(Beginning of Material for this exercise)

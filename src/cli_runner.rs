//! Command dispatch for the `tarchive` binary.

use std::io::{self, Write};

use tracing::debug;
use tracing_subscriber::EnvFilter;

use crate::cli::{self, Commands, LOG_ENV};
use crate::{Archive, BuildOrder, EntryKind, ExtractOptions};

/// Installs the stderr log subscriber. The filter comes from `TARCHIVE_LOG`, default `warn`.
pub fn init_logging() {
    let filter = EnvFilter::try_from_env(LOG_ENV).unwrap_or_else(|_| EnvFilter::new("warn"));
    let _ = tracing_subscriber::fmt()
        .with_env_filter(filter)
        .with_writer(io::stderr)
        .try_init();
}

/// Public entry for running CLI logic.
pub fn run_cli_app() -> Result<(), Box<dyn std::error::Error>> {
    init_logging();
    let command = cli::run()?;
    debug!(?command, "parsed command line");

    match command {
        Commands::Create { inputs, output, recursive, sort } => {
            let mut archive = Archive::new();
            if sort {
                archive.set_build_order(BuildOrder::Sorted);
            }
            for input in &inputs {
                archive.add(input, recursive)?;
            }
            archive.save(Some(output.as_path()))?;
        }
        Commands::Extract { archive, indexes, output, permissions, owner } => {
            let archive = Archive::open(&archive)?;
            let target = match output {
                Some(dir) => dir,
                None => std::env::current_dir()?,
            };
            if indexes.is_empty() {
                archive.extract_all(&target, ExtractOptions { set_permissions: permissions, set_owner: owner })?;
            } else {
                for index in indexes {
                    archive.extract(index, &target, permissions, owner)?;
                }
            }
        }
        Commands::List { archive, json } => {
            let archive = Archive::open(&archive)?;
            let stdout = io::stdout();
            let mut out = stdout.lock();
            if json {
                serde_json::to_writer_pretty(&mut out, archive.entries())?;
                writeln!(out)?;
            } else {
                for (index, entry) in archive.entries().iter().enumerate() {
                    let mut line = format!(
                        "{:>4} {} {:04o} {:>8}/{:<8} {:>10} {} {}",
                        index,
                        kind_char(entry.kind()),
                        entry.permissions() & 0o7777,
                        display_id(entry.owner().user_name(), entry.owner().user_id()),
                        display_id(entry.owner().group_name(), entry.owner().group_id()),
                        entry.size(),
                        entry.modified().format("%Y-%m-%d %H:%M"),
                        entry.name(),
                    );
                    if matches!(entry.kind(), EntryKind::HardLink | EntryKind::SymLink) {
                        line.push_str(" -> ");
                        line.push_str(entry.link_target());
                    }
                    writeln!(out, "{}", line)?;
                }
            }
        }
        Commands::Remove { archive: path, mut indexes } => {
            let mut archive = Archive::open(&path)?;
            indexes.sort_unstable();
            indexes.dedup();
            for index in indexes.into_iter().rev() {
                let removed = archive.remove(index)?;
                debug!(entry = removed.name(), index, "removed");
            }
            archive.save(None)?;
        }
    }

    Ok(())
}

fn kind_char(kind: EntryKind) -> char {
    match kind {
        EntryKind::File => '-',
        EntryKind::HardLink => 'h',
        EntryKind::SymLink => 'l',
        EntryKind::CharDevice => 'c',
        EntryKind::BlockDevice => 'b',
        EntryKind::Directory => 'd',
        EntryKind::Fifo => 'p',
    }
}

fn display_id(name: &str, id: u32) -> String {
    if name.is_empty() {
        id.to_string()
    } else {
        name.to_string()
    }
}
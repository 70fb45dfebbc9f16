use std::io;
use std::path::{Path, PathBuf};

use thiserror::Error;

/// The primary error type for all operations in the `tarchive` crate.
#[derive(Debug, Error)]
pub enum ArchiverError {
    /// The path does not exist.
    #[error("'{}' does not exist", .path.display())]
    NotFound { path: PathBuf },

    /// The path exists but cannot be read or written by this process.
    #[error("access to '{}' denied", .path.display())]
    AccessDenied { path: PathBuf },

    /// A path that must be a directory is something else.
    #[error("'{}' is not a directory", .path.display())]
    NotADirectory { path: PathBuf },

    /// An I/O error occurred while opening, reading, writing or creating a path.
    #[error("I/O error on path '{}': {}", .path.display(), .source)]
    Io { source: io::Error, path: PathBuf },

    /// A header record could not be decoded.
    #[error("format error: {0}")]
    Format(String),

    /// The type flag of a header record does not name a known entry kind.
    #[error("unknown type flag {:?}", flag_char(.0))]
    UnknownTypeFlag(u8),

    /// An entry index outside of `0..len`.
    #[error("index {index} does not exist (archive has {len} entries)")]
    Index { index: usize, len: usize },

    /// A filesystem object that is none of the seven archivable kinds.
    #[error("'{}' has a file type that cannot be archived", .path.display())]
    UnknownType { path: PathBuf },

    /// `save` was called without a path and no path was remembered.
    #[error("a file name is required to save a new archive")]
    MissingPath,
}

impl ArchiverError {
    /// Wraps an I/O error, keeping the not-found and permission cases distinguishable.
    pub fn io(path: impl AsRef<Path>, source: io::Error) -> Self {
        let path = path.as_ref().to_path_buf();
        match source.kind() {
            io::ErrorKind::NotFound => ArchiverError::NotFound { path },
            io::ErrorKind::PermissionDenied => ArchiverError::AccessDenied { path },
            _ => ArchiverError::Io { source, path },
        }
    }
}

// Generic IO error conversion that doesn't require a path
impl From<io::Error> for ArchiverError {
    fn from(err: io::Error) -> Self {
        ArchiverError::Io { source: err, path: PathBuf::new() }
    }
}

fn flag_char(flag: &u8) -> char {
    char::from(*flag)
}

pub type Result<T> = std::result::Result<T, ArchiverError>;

(End of Material for this exercise)

**Required action:**
The required output is the complete set of records, reproduced exactly.

**Written answer:**
filename src/cli_runner.rs
//! Command dispatch for the `tarchive` binary.

use std::io::{self, Write};

use tracing::debug;
use tracing_subscriber::EnvFilter;

use crate::cli::{self, Commands, LOG_ENV};
use crate::{Archive, BuildOrder, EntryKind, ExtractOptions};

/// Installs the stderr log subscriber. The filter comes from `TARCHIVE_LOG`, default `warn`.
pub fn init_logging() {
    let filter = EnvFilter::try_from_env(LOG_ENV).unwrap_or_else(|_| EnvFilter::new("warn"));
    let _ = tracing_subscriber::fmt()
        .with_env_filter(filter)
        .with_writer(io::stderr)
        .try_init();
}

/// Public entry for running CLI logic.
pub fn run_cli_app() -> Result<(), Box<dyn std::error::Error>> {
    init_logging();
    let command = cli::run()?;
    debug!(?command, "parsed command line");

    match command {
        Commands::Create { inputs, output, recursive, sort } => {
            let mut archive = Archive::new();
            if sort {
                archive.set_build_order(BuildOrder::Sorted);
            }
            for input in &inputs {
                archive.add(input, recursive)?;
            }
            archive.save(Some(output.as_path()))?;
        }
        Commands::Extract { archive, indexes, output, permissions, owner } => {
            let archive = Archive::open(&archive)?;
            let target = match output {
                Some(dir) => dir,
                None => std::env::current_dir()?,
            };
            if indexes.is_empty() {
                archive.extract_all(&target, ExtractOptions { set_permissions: permissions, set_owner: owner })?;
            } else {
                for index in indexes {
                    archive.extract(index, &target, permissions, owner)?;
                }
            }
        }
        Commands::List { archive, json } => {
            let archive = Archive::open(&archive)?;
            let stdout = io::stdout();
            let mut out = stdout.lock();
            if json {
                serde_json::to_writer_pretty(&mut out, archive.entries())?;
                writeln!(out)?;
            } else {
                for (index, entry) in archive.entries().iter().enumerate() {
                    let mut line = format!(
                        "{:>4} {} {:04o} {:>8}/{:<8} {:>10} {} {}",
                        index,
                        kind_char(entry.kind()),
                        entry.permissions() & 0o7777,
                        display_id(entry.owner().user_name(), entry.owner().user_id()),
                        display_id(entry.owner().group_name(), entry.owner().group_id()),
                        entry.size(),
                        entry.modified().format("%Y-%m-%d %H:%M"),
                        entry.name(),
                    );
                    if matches!(entry.kind(), EntryKind::HardLink | EntryKind::SymLink) {
                        line.push_str(" -> ");
                        line.push_str(entry.link_target());
                    }
                    writeln!(out, "{}", line)?;
                }
            }
        }
        Commands::Remove { archive: path, mut indexes } => {
            let mut archive = Archive::open(&path)?;
            indexes.sort_unstable();
            indexes.dedup();
            for index in indexes.into_iter().rev() {
                let removed = archive.remove(index)?;
                debug!(entry = removed.name(), index, "removed");
            }
            archive.save(None)?;
        }
    }

    Ok(())
}

fn kind_char(kind: EntryKind) -> char {
    match kind {
        EntryKind::File => '-',
        EntryKind::HardLink => 'h',
        EntryKind::SymLink => 'l',
        EntryKind::CharDevice => 'c',
        EntryKind::BlockDevice => 'b',
        EntryKind::Directory => 'd',
        EntryKind::Fifo => 'p',
    }
}

fn display_id(name: &str, id: u32) -> String {
    if name.is_empty() {
        id.to_string()
    } else {
        name.to_string()
    }
}
repository 70fb45dfebbc9f16
use std::io;
use std::path::{Path, PathBuf};

use thiserror::Error;

/// The primary error type for all operations in the `tarchive` crate.
#[derive(Debug, Error)]
pub enum ArchiverError {
    /// The path does not exist.
    #[error("'{}' does not exist", .path.display())]
    NotFound { path: PathBuf },

    /// The path exists but cannot be read or written by this process.
    #[error("access to '{}' denied", .path.display())]
    AccessDenied { path: PathBuf },

    /// A path that must be a directory is something else.
    #[error("'{}' is not a directory", .path.display())]
    NotADirectory { path: PathBuf },

    /// An I/O error occurred while opening, reading, writing or creating a path.
    #[error("I/O error on path '{}': {}", .path.display(), .source)]
    Io { source: io::Error, path: PathBuf },

    /// A header record could not be decoded.
    #[error("format error: {0}")]
    Format(String),

    /// The type flag of a header record does not name a known entry kind.
    #[error("unknown type flag {:?}", flag_char(.0))]
    UnknownTypeFlag(u8),

    /// An entry index outside of `0..len`.
    #[error("index {index} does not exist (archive has {len} entries)")]
    Index { index: usize, len: usize },

    /// A filesystem object that is none of the seven archivable kinds.
    #[error("'{}' has a file type that cannot be archived", .path.display())]
    UnknownType { path: PathBuf },

    /// `save` was called without a path and no path was remembered.
    #[error("a file name is required to save a new archive")]
    MissingPath,
}

impl ArchiverError {
    /// Wraps an I/O error, keeping the not-found and permission cases distinguishable.
    pub fn io(path: impl AsRef<Path>, source: io::Error) -> Self {
        let path = path.as_ref().to_path_buf();
        match source.kind() {
            io::ErrorKind::NotFound => ArchiverError::NotFound { path },
            io::ErrorKind::PermissionDenied => ArchiverError::AccessDenied { path },
            _ => ArchiverError::Io { source, path },
        }
    }
}

// Generic IO error conversion that doesn't require a path
impl From<io::Error> for ArchiverError {
    fn from(err: io::Error) -> Self {
        ArchiverError::Io { source: err, path: PathBuf::new() }
    }
}

fn flag_char(flag: &u8) -> char {
    char::from(*flag)
}

pub type Result<T> = std::result::Result<T, ArchiverError>;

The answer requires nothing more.